The laminate comprising temporary substrate material, contact adhesive layer and porous ink absorption layer may additionally have a plastics film arranged there between the ink absorption layer and the contact adhesive layer. As a result of the action of heat and, if required, the action of pressure to form a film from the porous ink absorption layer and to convert the latter into a self-supporting cohesive film, the resulting film is simultaneously firmly bonded to the plastics film. The least adhesion of the layers of the laminate to one another is that between the temporary substrate material and the contact adhesive, so that the laminate can be separated at room temperature without destruction of the layers only at the contact adhesive/temporary substrate material interface. The strength of the film formed on the ink recording layer is improved by the plastics film bonded therewith.
The separation force between temporary substrate material and contact adhesive layer in this embodiment is in the region of that of the conventional covering of contact adhesives with cover papers prior to their use, for example in the range from 0.1 N/50 mm to 2.0 N/50 mm sample width.

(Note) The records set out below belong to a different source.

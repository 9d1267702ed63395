//! The minimal HTTP/1.0 front end.
//!
//! Only the request line is understood. Each connection serves one request
//! and is closed.
//!
//! - **`connection`**: per-connection state machine
//! - **`parser`**: request-line tokenizer
//! - **`request`**: parsed request representation
//! - **`response`**: status codes, responses and the action-result renderer
//! - **`writer`**: serialization and partial-write handling
//!
//! # Connection State Machine
//!
//! ```text
//!        ┌─────────────┐
//!        │   Reading   │ ← One bounded read
//!        └──────┬──────┘
//!               │ Request line parsed (possibly malformed)
//!               ▼
//!        ┌──────────────────┐
//!        │     Routing      │ ← Route lookup + hardware call
//!        └──────┬───────────┘
//!               ▼
//!        ┌──────────────────┐
//!        │      Acted       │ ← Response built from the result
//!        └──────┬───────────┘
//!               ▼
//!        ┌──────────────────┐
//!        │     Writing      │ ← Send response to client
//!        └──────┬───────────┘
//!               ▼
//!        ┌──────────────────┐
//!        │      Closed      │ ← Reached from every state, exactly once
//!        └──────────────────┘
//! ```
//!
//! A read or write failure jumps straight to `Closed`.

pub mod connection;
pub mod parser;
pub mod request;
pub mod response;
pub mod writer;
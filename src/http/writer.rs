use std::io::ErrorKind;

use tokio::io::{AsyncWrite, AsyncWriteExt};

use crate::http::response::Response;

const HTTP_VERSION: &str = "HTTP/1.0";

/// Serializes a response.
///
/// A response with neither headers nor body is just its status line, e.g.
/// `HTTP/1.0 404 Not Found\r\n`.
pub fn serialize_response(resp: &Response) -> Vec<u8> {
    let mut buf = Vec::new();

    // Status line
    let status_line = format!(
        "{} {} {}\r\n",
        HTTP_VERSION,
        resp.status.as_u16(),
        resp.status.reason_phrase()
    );
    buf.extend_from_slice(status_line.as_bytes());

    if resp.headers.is_empty() && resp.body.is_empty() {
        return buf;
    }

    for (k, v) in &resp.headers {
        buf.extend_from_slice(k.as_bytes());
        buf.extend_from_slice(b": ");
        buf.extend_from_slice(v.as_bytes());
        buf.extend_from_slice(b"\r\n");
    }

    // Header/body separator
    buf.extend_from_slice(b"\r\n");

    buf.extend_from_slice(&resp.body);

    buf
}

#[derive(Debug)]
pub struct ResponseWriter {
    buffer: Vec<u8>,
    written: usize,
}

impl ResponseWriter {
    pub fn new(response: &Response) -> Self {
        Self {
            buffer: serialize_response(response),
            written: 0,
        }
    }

    /// Writes the remaining bytes, retrying short and interrupted writes.
    pub async fn write_to_stream<S>(&mut self, stream: &mut S) -> anyhow::Result<()>
    where
        S: AsyncWrite + Unpin,
    {
        while self.written < self.buffer.len() {
            let n = match stream.write(&self.buffer[self.written..]).await {
                Ok(n) => n,
                Err(e) if e.kind() == ErrorKind::Interrupted => continue,
                Err(e) => return Err(e.into()),
            };

            if n == 0 {
                return Err(anyhow::anyhow!("connection closed while writing"));
            }

            self.written += n;
        }

        stream.flush().await?;
        Ok(())
    }
}
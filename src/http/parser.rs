use bytes::Bytes;

use crate::http::request::{Method, ParsedRequest};

/// Parses the request line out of a single bounded read.
///
/// Only the first line is looked at; headers and body stay in `raw`. A line
/// that does not split into exactly three whitespace-separated tokens yields
/// [`ParsedRequest::malformed`]. This never fails.
pub fn parse_request_line(buf: &[u8]) -> ParsedRequest {
    let raw = Bytes::copy_from_slice(buf);

    let line = first_line(buf);
    let line = String::from_utf8_lossy(line);

    let tokens: Vec<&str> = line.split_ascii_whitespace().collect();
    match tokens.as_slice() {
        [method, path, version] => {
            ParsedRequest::new(Method::from_token(method), *path, *version, raw)
        }
        _ => ParsedRequest::malformed(raw),
    }
}

fn first_line(buf: &[u8]) -> &[u8] {
    let end = buf.iter().position(|&b| b == b'\n').unwrap_or(buf.len());
    let line = &buf[..end];
    line.strip_suffix(b"\r").unwrap_or(line)
}
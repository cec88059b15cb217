//! # tick_list
//!
//! A grouped, reconfigurable tick-scheduling container. Drop-in replacement
//! for a host engine's flat per-frame tick list: outwardly an indexable
//! sequence, inwardly a set of named groups partitioned by object runtime
//! type, each carrying its own tick policy so expensive object classes can
//! be throttled or prioritized independently.
//!
//! This crate provides:
//!
//! - [`TickList`] — the scheduling sequence: membership, routing, positional
//!   access, live reconfiguration via [`TickList::reload`].
//! - [`TickGroup`] — one live group: policy snapshot plus ordered membership.
//! - [`ClassRouter`] — derived type-to-group mapping.
//! - [`TickCursor`] / [`BudgetCursor`] — plain and budget-aware iteration,
//!   fail-fast under concurrent structural mutation.
//! - [`Member`] / [`ObjectId`] — handles to host-owned objects.
//! - [`AdmissionPolicy`] / [`FrameBudget`] — the host collaborator seams.

pub mod cursor;
pub mod error;
pub mod group;
pub mod list;
pub mod member;
pub mod router;

pub use cursor::{BudgetCursor, FrameBudget, SkipOrder, TickCursor};
pub use error::TickListError;
pub use group::{GroupId, GroupOrigin, TickGroup};
pub use list::{GroupSummary, TickList};
pub use member::{AdmissionPolicy, AdmitAll, Member, ObjectId};
pub use router::ClassRouter;
//! Container error types.

use tick_policy::ObjectKind;

/// Errors surfaced by the scheduling container and its cursors.
#[derive(Debug, Clone, PartialEq, Eq, thiserror::Error)]
pub enum TickListError {
    /// No policy defines the fallback ("ungrouped") group for this kind.
    ///
    /// Raised at construction, and by `reload` before anything is touched.
    /// Every container requires the fallback group to exist — this is a
    /// configuration/programming invariant, not a recoverable condition.
    #[error("no `{}` fallback group is defined for this {kind} list", .kind.fallback_group())]
    MissingFallbackGroup {
        /// The object-type domain of the container.
        kind: ObjectKind,
    },

    /// The operation has no use in the tick-loop access pattern and is
    /// deliberately unimplemented rather than emulated slowly.
    #[error("unsupported sequence operation: {0}")]
    Unsupported(&'static str),

    /// The list changed structurally while a cursor was mid-pass.
    ///
    /// The container itself remains valid; only the cursor is dead.
    #[error(
        "list changed during iteration (cursor created at generation {created}, list is at {current})"
    )]
    ConcurrentModification {
        /// Generation captured when the cursor was created.
        created: u64,
        /// The container's generation at the failing step.
        current: u64,
    },
}
//! Group policy definitions.
//!
//! A [`GroupPolicy`] is the configuration-derived description of one tick
//! group: which object types it routes, which global policy it inherits from,
//! and its tick priority. Policies are pure data — runtime membership lives
//! in the scheduling container, never here.
//!
//! ## Inheritance
//!
//! A policy may name a **parent** (a globally-defined policy it overrides or
//! extends). Inheritance is an explicit two-level lookup: a field set locally
//! wins, otherwise the parent's value applies, otherwise the default. There
//! is no deeper chain — a parent never has a parent of its own.

use serde::{Deserialize, Serialize};

/// Identifies one world (dimension) instance on the host.
///
/// Worlds scope policy definitions: a policy defined under a world's
/// configuration path applies only to containers bound to that world.
#[derive(Debug, Clone, Copy, PartialEq, Eq, Hash, PartialOrd, Ord, Serialize, Deserialize)]
pub struct WorldId(pub u32);

impl std::fmt::Display for WorldId {
    fn fmt(&self, f: &mut std::fmt::Formatter<'_>) -> std::fmt::Result {
        write!(f, "dim{}", self.0)
    }
}

/// The object-type domain a policy (and a container) applies to.
///
/// Hosts schedule two kinds of objects through separate lists: **actors**
/// (independently moving objects) and **fixtures** (stationary ticking
/// machinery). A policy routes types of exactly one kind.
#[derive(Debug, Clone, Copy, PartialEq, Eq, Hash, Serialize, Deserialize)]
pub enum ObjectKind {
    /// Independently moving, self-scheduling objects.
    Actor,
    /// Stationary objects ticked in place.
    Fixture,
}

impl ObjectKind {
    /// Leaf name of the fallback group every container of this kind requires.
    ///
    /// Objects whose type no policy routes land in this group. The policy
    /// backing it must exist (globally or per-world) — container construction
    /// fails otherwise.
    #[must_use]
    pub const fn fallback_group(self) -> &'static str {
        match self {
            ObjectKind::Actor => "actors",
            ObjectKind::Fixture => "fixtures",
        }
    }
}

impl std::fmt::Display for ObjectKind {
    fn fmt(&self, f: &mut std::fmt::Formatter<'_>) -> std::fmt::Result {
        match self {
            ObjectKind::Actor => write!(f, "actor"),
            ObjectKind::Fixture => write!(f, "fixture"),
        }
    }
}

/// Dotted configuration path identifying a policy.
///
/// Global policies live under `groups.` (e.g. `groups.monsters`); world-local
/// policies live under `worlds.dim<N>.` (e.g. `worlds.dim0.monsters`). The
/// last dotted segment is the **leaf** name; groups are unique by leaf name
/// within one container.
#[derive(Debug, Clone, PartialEq, Eq, Hash, PartialOrd, Ord, Serialize, Deserialize)]
#[serde(transparent)]
pub struct PolicyName(String);

/// Path prefix for globally-defined policies.
pub const GLOBAL_PREFIX: &str = "groups";

/// Path prefix for world-scoped policy trees.
pub const WORLDS_PREFIX: &str = "worlds";

impl PolicyName {
    /// Create a policy name from a full dotted path.
    #[must_use]
    pub fn new(path: impl Into<String>) -> Self {
        Self(path.into())
    }

    /// The path of the global policy with the given leaf name.
    #[must_use]
    pub fn global(leaf: &str) -> Self {
        Self(format!("{GLOBAL_PREFIX}.{leaf}"))
    }

    /// The path of the given world's policy with the given leaf name.
    #[must_use]
    pub fn world(world: WorldId, leaf: &str) -> Self {
        Self(format!("{WORLDS_PREFIX}.{world}.{leaf}"))
    }

    /// The configuration path prefix under which a world's policies live,
    /// including the trailing dot.
    #[must_use]
    pub fn world_prefix(world: WorldId) -> String {
        format!("{WORLDS_PREFIX}.{world}.")
    }

    /// The full dotted path.
    #[must_use]
    pub fn as_str(&self) -> &str {
        &self.0
    }

    /// The last dotted segment.
    #[must_use]
    pub fn leaf(&self) -> &str {
        self.0.rsplit('.').next().unwrap_or(&self.0)
    }

    /// Returns `true` if this names a globally-defined policy.
    #[must_use]
    pub fn is_global(&self) -> bool {
        self.0
            .strip_prefix(GLOBAL_PREFIX)
            .is_some_and(|rest| rest.starts_with('.'))
    }
}

impl std::fmt::Display for PolicyName {
    fn fmt(&self, f: &mut std::fmt::Formatter<'_>) -> std::fmt::Result {
        f.write_str(&self.0)
    }
}

impl From<&str> for PolicyName {
    fn from(path: &str) -> Self {
        Self(path.to_string())
    }
}

/// Opaque identifier for a host object's runtime type (e.g. `"mob.zombie"`).
///
/// The scheduler never interprets the contents — equality is all that
/// matters. Hosts typically use registry names so configuration files can
/// route types without referencing host internals.
#[derive(Debug, Clone, PartialEq, Eq, Hash, PartialOrd, Ord, Serialize, Deserialize)]
#[serde(transparent)]
pub struct TypeKey(String);

impl TypeKey {
    /// Create a type key.
    #[must_use]
    pub fn new(key: impl Into<String>) -> Self {
        Self(key.into())
    }

    /// The key as a string slice.
    #[must_use]
    pub fn as_str(&self) -> &str {
        &self.0
    }
}

impl std::fmt::Display for TypeKey {
    fn fmt(&self, f: &mut std::fmt::Formatter<'_>) -> std::fmt::Result {
        f.write_str(&self.0)
    }
}

impl From<&str> for TypeKey {
    fn from(key: &str) -> Self {
        Self(key.to_string())
    }
}

/// Tick priority applied when neither a policy nor its parent sets one.
pub const DEFAULT_PRIORITY: i32 = 0;

/// Configuration describing one tick group.
///
/// `routed_types` and `priority` resolve through the two-level inheritance
/// lookup — see [`GroupPolicy::effective_routes`] and
/// [`GroupPolicy::effective_priority`].
#[derive(Debug, Clone, PartialEq, Serialize, Deserialize)]
pub struct GroupPolicy {
    /// Full dotted configuration path of this policy.
    pub name: PolicyName,
    /// The object-type domain this policy applies to.
    pub kind: ObjectKind,
    /// Runtime types routed to this group, in configuration order.
    #[serde(default)]
    pub routed_types: Vec<TypeKey>,
    /// Global policy this one inherits from, if any.
    #[serde(default)]
    pub parent: Option<PolicyName>,
    /// Tick priority override. Higher values tick first under budget
    /// pressure. Absent means "inherit from the parent".
    #[serde(default)]
    pub priority: Option<i32>,
}

impl GroupPolicy {
    /// Create a policy with no routes, no parent, and inherited priority.
    #[must_use]
    pub fn new(name: PolicyName, kind: ObjectKind) -> Self {
        Self {
            name,
            kind,
            routed_types: Vec::new(),
            parent: None,
            priority: None,
        }
    }

    /// Route an additional runtime type to this group.
    #[must_use]
    pub fn route(mut self, key: impl Into<TypeKey>) -> Self {
        self.routed_types.push(key.into());
        self
    }

    /// Set the parent policy this one inherits from.
    #[must_use]
    pub fn with_parent(mut self, parent: PolicyName) -> Self {
        self.parent = Some(parent);
        self
    }

    /// Set the local priority override.
    #[must_use]
    pub fn with_priority(mut self, priority: i32) -> Self {
        self.priority = Some(priority);
        self
    }

    /// Resolve the tick priority: local value, else the parent's, else
    /// [`DEFAULT_PRIORITY`].
    #[must_use]
    pub fn effective_priority(&self, parent: Option<&GroupPolicy>) -> i32 {
        self.priority
            .or_else(|| parent.and_then(|p| p.priority))
            .unwrap_or(DEFAULT_PRIORITY)
    }

    /// Resolve the routed-type set: the local set when non-empty, else the
    /// parent's.
    #[must_use]
    pub fn effective_routes<'a>(&'a self, parent: Option<&'a GroupPolicy>) -> &'a [TypeKey] {
        if !self.routed_types.is_empty() {
            &self.routed_types
        } else if let Some(parent) = parent {
            &parent.routed_types
        } else {
            &[]
        }
    }
}

#[cfg(test)]
mod tests {
    use super::*;

    #[test]
    fn test_policy_name_leaf() {
        assert_eq!(PolicyName::global("monsters").leaf(), "monsters");
        assert_eq!(PolicyName::world(WorldId(3), "actors").leaf(), "actors");
        assert_eq!(PolicyName::new("bare").leaf(), "bare");
    }

    #[test]
    fn test_policy_name_paths() {
        assert_eq!(PolicyName::global("monsters").as_str(), "groups.monsters");
        assert_eq!(
            PolicyName::world(WorldId(0), "monsters").as_str(),
            "worlds.dim0.monsters"
        );
    }

    #[test]
    fn test_policy_name_is_global() {
        assert!(PolicyName::global("actors").is_global());
        assert!(!PolicyName::world(WorldId(0), "actors").is_global());
        // A leaf that merely starts with the prefix string is not global.
        assert!(!PolicyName::new("groupsmore.actors").is_global());
    }

    #[test]
    fn test_effective_priority_local_wins() {
        let parent = GroupPolicy::new(PolicyName::global("monsters"), ObjectKind::Actor)
            .with_priority(2);
        let local = GroupPolicy::new(PolicyName::world(WorldId(0), "monsters"), ObjectKind::Actor)
            .with_parent(parent.name.clone())
            .with_priority(7);
        assert_eq!(local.effective_priority(Some(&parent)), 7);
    }

    #[test]
    fn test_effective_priority_falls_back_to_parent() {
        let parent = GroupPolicy::new(PolicyName::global("monsters"), ObjectKind::Actor)
            .with_priority(2);
        let local = GroupPolicy::new(PolicyName::world(WorldId(0), "monsters"), ObjectKind::Actor)
            .with_parent(parent.name.clone());
        assert_eq!(local.effective_priority(Some(&parent)), 2);
        assert_eq!(local.effective_priority(None), DEFAULT_PRIORITY);
    }

    #[test]
    fn test_effective_routes_inherit() {
        let parent = GroupPolicy::new(PolicyName::global("monsters"), ObjectKind::Actor)
            .route("mob.zombie")
            .route("mob.skeleton");
        let local = GroupPolicy::new(PolicyName::world(WorldId(0), "monsters"), ObjectKind::Actor);
        assert_eq!(local.effective_routes(Some(&parent)).len(), 2);

        let overriding = local.clone().route("mob.creeper");
        assert_eq!(overriding.effective_routes(Some(&parent)).len(), 1);
        assert_eq!(
            overriding.effective_routes(Some(&parent))[0],
            TypeKey::from("mob.creeper")
        );
    }

    #[test]
    fn test_policy_serde_roundtrip() {
        let policy = GroupPolicy::new(PolicyName::global("monsters"), ObjectKind::Actor)
            .route("mob.zombie")
            .with_priority(5);
        let json = serde_json::to_string(&policy).unwrap();
        let restored: GroupPolicy = serde_json::from_str(&json).unwrap();
        assert_eq!(policy, restored);
    }

    #[test]
    fn test_policy_deserialize_defaults() {
        // Omitted fields fall back to empty routes / no parent / inherited
        // priority, so hand-written config stays terse.
        let json = r#"{"name": "groups.machines", "kind": "Fixture"}"#;
        let policy: GroupPolicy = serde_json::from_str(json).unwrap();
        assert!(policy.routed_types.is_empty());
        assert!(policy.parent.is_none());
        assert!(policy.priority.is_none());
        assert_eq!(policy.effective_priority(None), DEFAULT_PRIORITY);
    }
}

To facilitate the detachment of the temporary substrate material from the ink absorption layer in the form of a film or from the contact adhesive, the contact surface of the temporary substrate material is provided with a conventional release agent. Suitable release agents are silicones or chromium compounds known for this purpose. Preferred temporary substrate materials are paper impregnated and/or coated with silicones or a plastics film coated with silicones.
The temporary substrate material can, however, also be a paper coated with silicone-free synthetic polymers or a film comprising silicone-free polymers.
Such suitable synthetic polymers are, for example, polyethylene, polypropylene, polyesters and copolymers thereof, as well as cellulose derivatives.
The formation of a thin coating facilitating parting on the surface of the temporary substrate is preferred when the porous ink absorption layer capable of being converted into a film is to be transferred directly to a surface on film formation by the action of heat and is to be attached to said surface.
In this embodiment of the invention, heat-resistant surfaces can be printed by the transfer process. These include, for example, metal surfaces, ceramic material, sufficiently heat-stable plastics and textiles comprising cotton.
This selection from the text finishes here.